[EXCERPTED RECORDS — start]

//! Core type definitions for Parts Admin
//!
//! This module contains the identifier newtypes, the user role enumeration
//! and the entity kind used to label records in logs, errors and the UI.

use serde::{Deserialize, Serialize};
use std::fmt;
use std::str::FromStr;

use crate::error::AdminError;

// ============================================================================
// Identifier Types
// ============================================================================

/// Backend-assigned surrogate id of a user
#[derive(Debug, Clone, Copy, PartialEq, Eq, PartialOrd, Ord, Hash, Serialize, Deserialize)]
#[serde(transparent)]
pub struct UserId(pub i64);

/// Backend-assigned surrogate id of a connector
#[derive(Debug, Clone, Copy, PartialEq, Eq, PartialOrd, Ord, Hash, Serialize, Deserialize)]
#[serde(transparent)]
pub struct ConnectorId(pub i64);

impl fmt::Display for UserId {
    fn fmt(&self, f: &mut fmt::Formatter<'_>) -> fmt::Result {
        write!(f, "{}", self.0)
    }
}

impl fmt::Display for ConnectorId {
    fn fmt(&self, f: &mut fmt::Formatter<'_>) -> fmt::Result {
        write!(f, "{}", self.0)
    }
}

impl FromStr for UserId {
    type Err = AdminError;

    fn from_str(s: &str) -> Result<Self, Self::Err> {
        s.trim()
            .parse::<i64>()
            .map(UserId)
            .map_err(|_| AdminError::identity(format!("'{}' is not a user id", s)))
    }
}

impl FromStr for ConnectorId {
    type Err = AdminError;

    fn from_str(s: &str) -> Result<Self, Self::Err> {
        s.trim()
            .parse::<i64>()
            .map(ConnectorId)
            .map_err(|_| AdminError::identity(format!("'{}' is not a connector id", s)))
    }
}

// ============================================================================
// Role
// ============================================================================

/// Role of a dashboard user
#[derive(Debug, Clone, Copy, PartialEq, Eq, Hash, Default, Serialize, Deserialize)]
#[serde(rename_all = "lowercase")]
pub enum Role {
    /// Full access
    Admin,
    /// Manages records
    Manager,
    /// Baseline role assigned when none is given
    #[default]
    User,
}

impl Role {
    /// All roles in display order
    pub const ALL: [Role; 3] = [Role::Admin, Role::Manager, Role::User];

    /// The role assigned when a record carries none
    pub const BASELINE: Role = Role::User;

    /// Wire representation (lowercase)
    pub fn as_str(&self) -> &'static str {
        match self {
            Role::Admin => "admin",
            Role::Manager => "manager",
            Role::User => "user",
        }
    }

    /// Human-friendly name
    pub fn display_name(&self) -> &'static str {
        match self {
            Role::Admin => "Admin",
            Role::Manager => "Manager",
            Role::User => "User",
        }
    }

    /// Resolve an optional, loosely-cased role string.
    ///
    /// Absent or blank values fall back to [`Role::BASELINE`].
    pub fn from_optional(value: Option<&str>) -> Result<Role, AdminError> {
        match value.map(str::trim) {
            None | Some("") => Ok(Role::BASELINE),
            Some(s) => s.parse(),
        }
    }
}

impl fmt::Display for Role {
    fn fmt(&self, f: &mut fmt::Formatter<'_>) -> fmt::Result {
        write!(f, "{}", self.as_str())
    }
}

impl FromStr for Role {
    type Err = AdminError;

    fn from_str(s: &str) -> Result<Self, Self::Err> {
        match s.trim().to_ascii_lowercase().as_str() {
            "admin" => Ok(Role::Admin),
            "manager" => Ok(Role::Manager),
            "user" => Ok(Role::User),
            other => Err(AdminError::format(format!("unknown role '{}'", other))),
        }
    }
}

// ============================================================================
// Entity Kind
// ============================================================================

/// The two record types managed by the dashboard
#[derive(Debug, Clone, Copy, PartialEq, Eq, Hash, Serialize, Deserialize)]
#[serde(rename_all = "lowercase")]
pub enum EntityKind {
    User,
    Connector,
}

impl EntityKind {
    /// REST collection path segment
    pub fn collection(&self) -> &'static str {
        match self {
            EntityKind::User => "users",
            EntityKind::Connector => "connectors",
        }
    }

    /// Singular display label
    pub fn label(&self) -> &'static str {
        match self {
            EntityKind::User => "user",
            EntityKind::Connector => "connector",
        }
    }
}

impl fmt::Display for EntityKind {
    fn fmt(&self, f: &mut fmt::Formatter<'_>) -> fmt::Result {
        write!(f, "{}", self.label())
    }
}

// ============================================================================
// Tests
// ============================================================================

[EXCERPTED RECORDS — finish]

■ **WHAT IS BEING ASKED**: Go through the records and print each one exactly.

■ **REPLY TO THE EXERCISE**:
//! Core type definitions for Parts Admin
//!
//! This module contains the identifier newtypes, the user role enumeration
//! and the entity kind used to label records in logs, errors and the UI.

use serde::{Deserialize, Serialize};
use std::fmt;
use std::str::FromStr;

use crate::error::AdminError;

// ============================================================================
// Identifier Types
// ============================================================================

/// Backend-assigned surrogate id of a user
#[derive(Debug, Clone, Copy, PartialEq, Eq, PartialOrd, Ord, Hash, Serialize, Deserialize)]
#[serde(transparent)]
pub struct UserId(pub i64);

/// Backend-assigned surrogate id of a connector
#[derive(Debug, Clone, Copy, PartialEq, Eq, PartialOrd, Ord, Hash, Serialize, Deserialize)]
#[serde(transparent)]
pub struct ConnectorId(pub i64);

impl fmt::Display for UserId {
    fn fmt(&self, f: &mut fmt::Formatter<'_>) -> fmt::Result {
        write!(f, "{}", self.0)
    }
}

impl fmt::Display for ConnectorId {
    fn fmt(&self, f: &mut fmt::Formatter<'_>) -> fmt::Result {
        write!(f, "{}", self.0)
    }
}

impl FromStr for UserId {
    type Err = AdminError;

    fn from_str(s: &str) -> Result<Self, Self::Err> {
        s.trim()
            .parse::<i64>()
            .map(UserId)
            .map_err(|_| AdminError::identity(format!("'{}' is not a user id", s)))
    }
}

impl FromStr for ConnectorId {
    type Err = AdminError;

    fn from_str(s: &str) -> Result<Self, Self::Err> {
        s.trim()
            .parse::<i64>()
            .map(ConnectorId)
            .map_err(|_| AdminError::identity(format!("'{}' is not a connector id", s)))
    }
}

// ============================================================================
// Role
// ============================================================================

/// Role of a dashboard user
#[derive(Debug, Clone, Copy, PartialEq, Eq, Hash, Default, Serialize, Deserialize)]
#[serde(rename_all = "lowercase")]
pub enum Role {
    /// Full access
    Admin,
    /// Manages records
    Manager,
    /// Baseline role assigned when none is given
    #[default]
    User,
}

impl Role {
    /// All roles in display order
    pub const ALL: [Role; 3] = [Role::Admin, Role::Manager, Role::User];

    /// The role assigned when a record carries none
    pub const BASELINE: Role = Role::User;

    /// Wire representation (lowercase)
    pub fn as_str(&self) -> &'static str {
        match self {
            Role::Admin => "admin",
            Role::Manager => "manager",
            Role::User => "user",
        }
    }

    /// Human-friendly name
    pub fn display_name(&self) -> &'static str {
        match self {
            Role::Admin => "Admin",
            Role::Manager => "Manager",
            Role::User => "User",
        }
    }

    /// Resolve an optional, loosely-cased role string.
    ///
    /// Absent or blank values fall back to [`Role::BASELINE`].
    pub fn from_optional(value: Option<&str>) -> Result<Role, AdminError> {
        match value.map(str::trim) {
            None | Some("") => Ok(Role::BASELINE),
            Some(s) => s.parse(),
        }
    }
}

impl fmt::Display for Role {
    fn fmt(&self, f: &mut fmt::Formatter<'_>) -> fmt::Result {
        write!(f, "{}", self.as_str())
    }
}

impl FromStr for Role {
    type Err = AdminError;

    fn from_str(s: &str) -> Result<Self, Self::Err> {
        match s.trim().to_ascii_lowercase().as_str() {
            "admin" => Ok(Role::Admin),
            "manager" => Ok(Role::Manager),
            "user" => Ok(Role::User),
            other => Err(AdminError::format(format!("unknown role '{}'", other))),
        }
    }
}

// ============================================================================
// Entity Kind
// ============================================================================

/// The two record types managed by the dashboard
#[derive(Debug, Clone, Copy, PartialEq, Eq, Hash, Serialize, Deserialize)]
#[serde(rename_all = "lowercase")]
pub enum EntityKind {
    User,
    Connector,
}

impl EntityKind {
    /// REST collection path segment
    pub fn collection(&self) -> &'static str {
        match self {
            EntityKind::User => "users",
            EntityKind::Connector => "connectors",
        }
    }

    /// Singular display label
    pub fn label(&self) -> &'static str {
        match self {
            EntityKind::User => "user",
            EntityKind::Connector => "connector",
        }
    }
}

impl fmt::Display for EntityKind {
    fn fmt(&self, f: &mut fmt::Formatter<'_>) -> fmt::Result {
        write!(f, "{}", self.label())
    }
}

// ============================================================================
// Tests
// ============================================================================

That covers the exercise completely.